▸ EXERCISE DIRECTIONS
Search the records for the string "SqlxTagRepository", then copy each line where it appears.

▸ DATA FOR THIS EXERCISE
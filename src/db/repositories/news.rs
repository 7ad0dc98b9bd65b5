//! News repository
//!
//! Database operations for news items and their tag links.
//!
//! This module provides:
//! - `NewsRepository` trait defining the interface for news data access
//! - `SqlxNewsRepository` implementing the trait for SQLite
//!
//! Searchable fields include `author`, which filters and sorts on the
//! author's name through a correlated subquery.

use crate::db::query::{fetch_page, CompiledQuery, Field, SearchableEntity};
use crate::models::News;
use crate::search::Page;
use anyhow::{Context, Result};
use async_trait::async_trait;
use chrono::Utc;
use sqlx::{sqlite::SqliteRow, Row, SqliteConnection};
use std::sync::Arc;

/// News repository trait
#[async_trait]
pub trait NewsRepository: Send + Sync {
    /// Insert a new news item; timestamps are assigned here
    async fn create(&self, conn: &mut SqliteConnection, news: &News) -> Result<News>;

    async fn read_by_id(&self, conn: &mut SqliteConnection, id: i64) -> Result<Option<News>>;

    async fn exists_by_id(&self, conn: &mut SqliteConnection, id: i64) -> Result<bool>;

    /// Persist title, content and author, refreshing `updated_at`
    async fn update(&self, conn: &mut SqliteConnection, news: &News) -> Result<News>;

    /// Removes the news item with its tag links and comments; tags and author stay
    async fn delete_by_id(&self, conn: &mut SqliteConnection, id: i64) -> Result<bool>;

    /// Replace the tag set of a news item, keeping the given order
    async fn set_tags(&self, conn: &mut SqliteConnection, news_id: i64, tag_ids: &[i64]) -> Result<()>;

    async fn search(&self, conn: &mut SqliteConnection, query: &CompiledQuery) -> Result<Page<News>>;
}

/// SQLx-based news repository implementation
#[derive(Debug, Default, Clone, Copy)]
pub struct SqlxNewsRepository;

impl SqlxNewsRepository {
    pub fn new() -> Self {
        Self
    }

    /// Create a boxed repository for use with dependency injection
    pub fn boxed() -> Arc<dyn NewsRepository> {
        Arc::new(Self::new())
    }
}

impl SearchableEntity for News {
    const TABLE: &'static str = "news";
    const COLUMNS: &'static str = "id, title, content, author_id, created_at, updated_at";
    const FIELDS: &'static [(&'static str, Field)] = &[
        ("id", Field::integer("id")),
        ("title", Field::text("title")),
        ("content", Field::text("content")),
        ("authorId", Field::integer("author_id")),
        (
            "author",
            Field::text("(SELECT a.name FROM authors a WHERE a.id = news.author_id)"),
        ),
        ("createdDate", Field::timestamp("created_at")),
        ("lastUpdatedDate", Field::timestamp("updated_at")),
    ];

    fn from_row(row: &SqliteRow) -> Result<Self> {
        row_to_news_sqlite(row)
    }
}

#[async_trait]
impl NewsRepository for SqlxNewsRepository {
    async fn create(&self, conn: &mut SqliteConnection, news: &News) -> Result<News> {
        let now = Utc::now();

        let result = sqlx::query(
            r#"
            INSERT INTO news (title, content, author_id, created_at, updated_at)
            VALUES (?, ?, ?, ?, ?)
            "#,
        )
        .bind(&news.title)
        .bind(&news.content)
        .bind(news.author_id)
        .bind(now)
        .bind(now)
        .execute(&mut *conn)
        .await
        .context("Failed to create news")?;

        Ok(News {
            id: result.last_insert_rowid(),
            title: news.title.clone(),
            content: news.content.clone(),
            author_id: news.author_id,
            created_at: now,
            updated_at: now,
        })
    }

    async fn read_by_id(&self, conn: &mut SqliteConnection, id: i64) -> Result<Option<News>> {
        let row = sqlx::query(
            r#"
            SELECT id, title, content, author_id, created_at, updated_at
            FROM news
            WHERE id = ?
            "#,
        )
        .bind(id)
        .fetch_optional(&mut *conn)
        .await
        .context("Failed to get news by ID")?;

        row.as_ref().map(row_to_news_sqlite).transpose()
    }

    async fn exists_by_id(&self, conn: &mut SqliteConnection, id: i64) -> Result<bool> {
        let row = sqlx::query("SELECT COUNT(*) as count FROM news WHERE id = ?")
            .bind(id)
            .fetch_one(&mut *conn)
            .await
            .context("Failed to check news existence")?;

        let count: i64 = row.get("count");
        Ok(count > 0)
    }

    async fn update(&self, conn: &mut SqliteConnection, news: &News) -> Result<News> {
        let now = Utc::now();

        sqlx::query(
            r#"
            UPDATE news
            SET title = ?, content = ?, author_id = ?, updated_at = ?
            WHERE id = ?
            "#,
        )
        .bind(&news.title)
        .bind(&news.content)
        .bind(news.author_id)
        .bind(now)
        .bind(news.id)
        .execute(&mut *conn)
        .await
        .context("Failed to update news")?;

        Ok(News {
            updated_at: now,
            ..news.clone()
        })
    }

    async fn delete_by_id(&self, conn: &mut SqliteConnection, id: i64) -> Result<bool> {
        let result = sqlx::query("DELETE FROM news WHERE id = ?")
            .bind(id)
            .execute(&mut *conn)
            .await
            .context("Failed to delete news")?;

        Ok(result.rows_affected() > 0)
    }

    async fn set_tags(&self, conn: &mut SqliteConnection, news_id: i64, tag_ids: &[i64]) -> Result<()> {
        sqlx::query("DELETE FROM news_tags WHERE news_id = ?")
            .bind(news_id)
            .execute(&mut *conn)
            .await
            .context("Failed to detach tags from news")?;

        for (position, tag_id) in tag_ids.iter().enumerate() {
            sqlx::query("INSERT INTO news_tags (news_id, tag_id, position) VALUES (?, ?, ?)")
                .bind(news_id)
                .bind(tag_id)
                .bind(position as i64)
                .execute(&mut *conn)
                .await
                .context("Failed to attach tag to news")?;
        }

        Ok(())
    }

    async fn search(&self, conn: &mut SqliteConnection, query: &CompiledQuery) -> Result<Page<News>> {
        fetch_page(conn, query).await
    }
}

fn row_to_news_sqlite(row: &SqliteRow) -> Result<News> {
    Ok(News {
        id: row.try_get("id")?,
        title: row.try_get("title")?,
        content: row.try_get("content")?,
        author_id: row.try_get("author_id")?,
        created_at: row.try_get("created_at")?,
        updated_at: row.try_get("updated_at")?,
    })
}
---
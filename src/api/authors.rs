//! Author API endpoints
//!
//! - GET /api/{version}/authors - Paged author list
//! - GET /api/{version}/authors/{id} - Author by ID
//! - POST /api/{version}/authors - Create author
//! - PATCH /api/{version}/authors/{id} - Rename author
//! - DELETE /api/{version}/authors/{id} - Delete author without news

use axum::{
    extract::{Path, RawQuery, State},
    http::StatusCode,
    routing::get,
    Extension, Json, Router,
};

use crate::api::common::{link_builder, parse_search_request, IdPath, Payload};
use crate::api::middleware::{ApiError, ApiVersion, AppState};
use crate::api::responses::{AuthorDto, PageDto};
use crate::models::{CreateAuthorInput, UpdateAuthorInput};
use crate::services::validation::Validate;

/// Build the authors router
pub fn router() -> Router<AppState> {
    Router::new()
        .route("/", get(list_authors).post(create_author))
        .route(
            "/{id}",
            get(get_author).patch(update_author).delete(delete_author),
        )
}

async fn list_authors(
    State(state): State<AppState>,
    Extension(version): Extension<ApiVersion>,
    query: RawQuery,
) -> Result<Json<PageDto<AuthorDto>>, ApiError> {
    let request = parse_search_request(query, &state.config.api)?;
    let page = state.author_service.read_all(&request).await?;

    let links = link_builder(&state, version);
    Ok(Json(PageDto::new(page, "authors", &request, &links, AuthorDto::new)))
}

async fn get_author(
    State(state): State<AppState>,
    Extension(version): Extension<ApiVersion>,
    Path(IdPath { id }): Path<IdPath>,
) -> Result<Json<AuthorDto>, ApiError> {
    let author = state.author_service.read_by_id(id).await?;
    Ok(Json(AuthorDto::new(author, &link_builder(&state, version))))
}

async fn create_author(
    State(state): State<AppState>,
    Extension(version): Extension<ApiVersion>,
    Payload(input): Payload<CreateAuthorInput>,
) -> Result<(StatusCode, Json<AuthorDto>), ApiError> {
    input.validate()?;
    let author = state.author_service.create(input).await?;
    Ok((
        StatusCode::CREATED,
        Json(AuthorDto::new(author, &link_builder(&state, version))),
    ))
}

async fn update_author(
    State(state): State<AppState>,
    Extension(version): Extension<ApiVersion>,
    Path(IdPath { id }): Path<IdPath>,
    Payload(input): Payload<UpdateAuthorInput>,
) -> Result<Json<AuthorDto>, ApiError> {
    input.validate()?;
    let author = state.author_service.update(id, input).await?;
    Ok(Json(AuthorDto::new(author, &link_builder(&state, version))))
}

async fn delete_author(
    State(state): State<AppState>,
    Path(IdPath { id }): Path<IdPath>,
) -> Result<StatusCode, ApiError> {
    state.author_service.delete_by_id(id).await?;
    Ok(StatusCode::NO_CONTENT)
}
* * *
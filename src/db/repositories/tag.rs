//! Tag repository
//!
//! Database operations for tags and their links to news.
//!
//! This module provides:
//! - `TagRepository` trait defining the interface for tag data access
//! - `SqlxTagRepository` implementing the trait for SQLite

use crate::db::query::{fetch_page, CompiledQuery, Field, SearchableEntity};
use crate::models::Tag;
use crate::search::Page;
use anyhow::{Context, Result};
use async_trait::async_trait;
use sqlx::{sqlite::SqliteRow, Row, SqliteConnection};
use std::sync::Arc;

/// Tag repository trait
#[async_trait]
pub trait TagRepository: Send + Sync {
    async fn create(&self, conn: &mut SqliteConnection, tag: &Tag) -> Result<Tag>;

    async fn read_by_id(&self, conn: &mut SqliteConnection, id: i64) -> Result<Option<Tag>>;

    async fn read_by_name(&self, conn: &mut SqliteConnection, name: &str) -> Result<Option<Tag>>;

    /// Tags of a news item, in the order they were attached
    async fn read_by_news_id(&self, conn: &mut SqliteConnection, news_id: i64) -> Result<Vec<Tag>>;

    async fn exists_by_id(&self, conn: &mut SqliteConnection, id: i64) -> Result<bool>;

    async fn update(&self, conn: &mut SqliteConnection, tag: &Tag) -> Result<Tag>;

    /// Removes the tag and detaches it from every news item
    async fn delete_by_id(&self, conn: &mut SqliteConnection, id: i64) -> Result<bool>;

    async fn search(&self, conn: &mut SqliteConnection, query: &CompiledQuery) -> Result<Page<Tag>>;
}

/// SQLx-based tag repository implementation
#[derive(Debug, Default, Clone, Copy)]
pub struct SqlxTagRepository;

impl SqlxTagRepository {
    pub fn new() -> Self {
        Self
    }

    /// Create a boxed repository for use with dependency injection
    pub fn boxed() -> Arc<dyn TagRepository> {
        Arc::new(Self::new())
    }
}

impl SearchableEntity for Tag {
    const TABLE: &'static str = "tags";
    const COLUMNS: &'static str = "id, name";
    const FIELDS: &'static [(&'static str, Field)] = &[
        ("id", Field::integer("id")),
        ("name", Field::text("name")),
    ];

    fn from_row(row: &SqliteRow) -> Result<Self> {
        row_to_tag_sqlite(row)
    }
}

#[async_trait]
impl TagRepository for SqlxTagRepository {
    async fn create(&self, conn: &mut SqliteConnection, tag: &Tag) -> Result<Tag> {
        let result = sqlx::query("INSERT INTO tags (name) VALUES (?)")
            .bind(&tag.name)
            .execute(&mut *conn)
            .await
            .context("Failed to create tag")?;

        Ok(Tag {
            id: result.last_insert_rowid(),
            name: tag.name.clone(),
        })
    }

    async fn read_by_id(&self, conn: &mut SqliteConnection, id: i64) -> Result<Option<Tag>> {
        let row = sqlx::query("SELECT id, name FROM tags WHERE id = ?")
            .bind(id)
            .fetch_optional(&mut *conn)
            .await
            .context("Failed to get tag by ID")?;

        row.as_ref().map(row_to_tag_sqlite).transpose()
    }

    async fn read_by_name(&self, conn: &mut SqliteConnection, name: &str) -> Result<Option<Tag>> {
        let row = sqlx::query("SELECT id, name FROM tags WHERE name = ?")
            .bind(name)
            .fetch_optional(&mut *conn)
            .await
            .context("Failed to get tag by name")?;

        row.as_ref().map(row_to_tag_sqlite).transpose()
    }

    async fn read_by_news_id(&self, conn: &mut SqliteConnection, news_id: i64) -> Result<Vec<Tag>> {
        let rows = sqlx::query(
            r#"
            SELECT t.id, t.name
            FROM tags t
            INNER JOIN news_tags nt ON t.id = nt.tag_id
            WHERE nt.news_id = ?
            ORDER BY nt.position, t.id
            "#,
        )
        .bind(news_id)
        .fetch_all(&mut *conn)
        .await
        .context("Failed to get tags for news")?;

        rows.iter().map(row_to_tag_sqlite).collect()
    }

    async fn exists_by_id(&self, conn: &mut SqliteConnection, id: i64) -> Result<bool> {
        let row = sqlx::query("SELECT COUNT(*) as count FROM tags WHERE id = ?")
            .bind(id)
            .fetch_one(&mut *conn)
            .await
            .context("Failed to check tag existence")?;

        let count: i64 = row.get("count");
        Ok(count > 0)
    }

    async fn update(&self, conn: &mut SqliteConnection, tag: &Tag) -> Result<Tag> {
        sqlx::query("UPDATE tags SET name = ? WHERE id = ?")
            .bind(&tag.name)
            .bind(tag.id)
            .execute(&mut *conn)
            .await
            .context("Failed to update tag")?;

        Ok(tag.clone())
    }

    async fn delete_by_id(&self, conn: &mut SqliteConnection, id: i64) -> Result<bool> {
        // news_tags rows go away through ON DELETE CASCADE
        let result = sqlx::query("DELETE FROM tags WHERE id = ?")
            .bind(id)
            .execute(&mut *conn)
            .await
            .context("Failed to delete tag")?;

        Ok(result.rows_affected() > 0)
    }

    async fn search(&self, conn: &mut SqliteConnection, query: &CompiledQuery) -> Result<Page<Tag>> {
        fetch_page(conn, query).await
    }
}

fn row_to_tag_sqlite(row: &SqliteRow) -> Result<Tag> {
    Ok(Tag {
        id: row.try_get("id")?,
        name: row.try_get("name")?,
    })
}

▸ EXERCISE OUTPUT
//! - `SqlxTagRepository` implementing the trait for SQLite
pub struct SqlxTagRepository;
impl SqlxTagRepository {
impl TagRepository for SqlxTagRepository {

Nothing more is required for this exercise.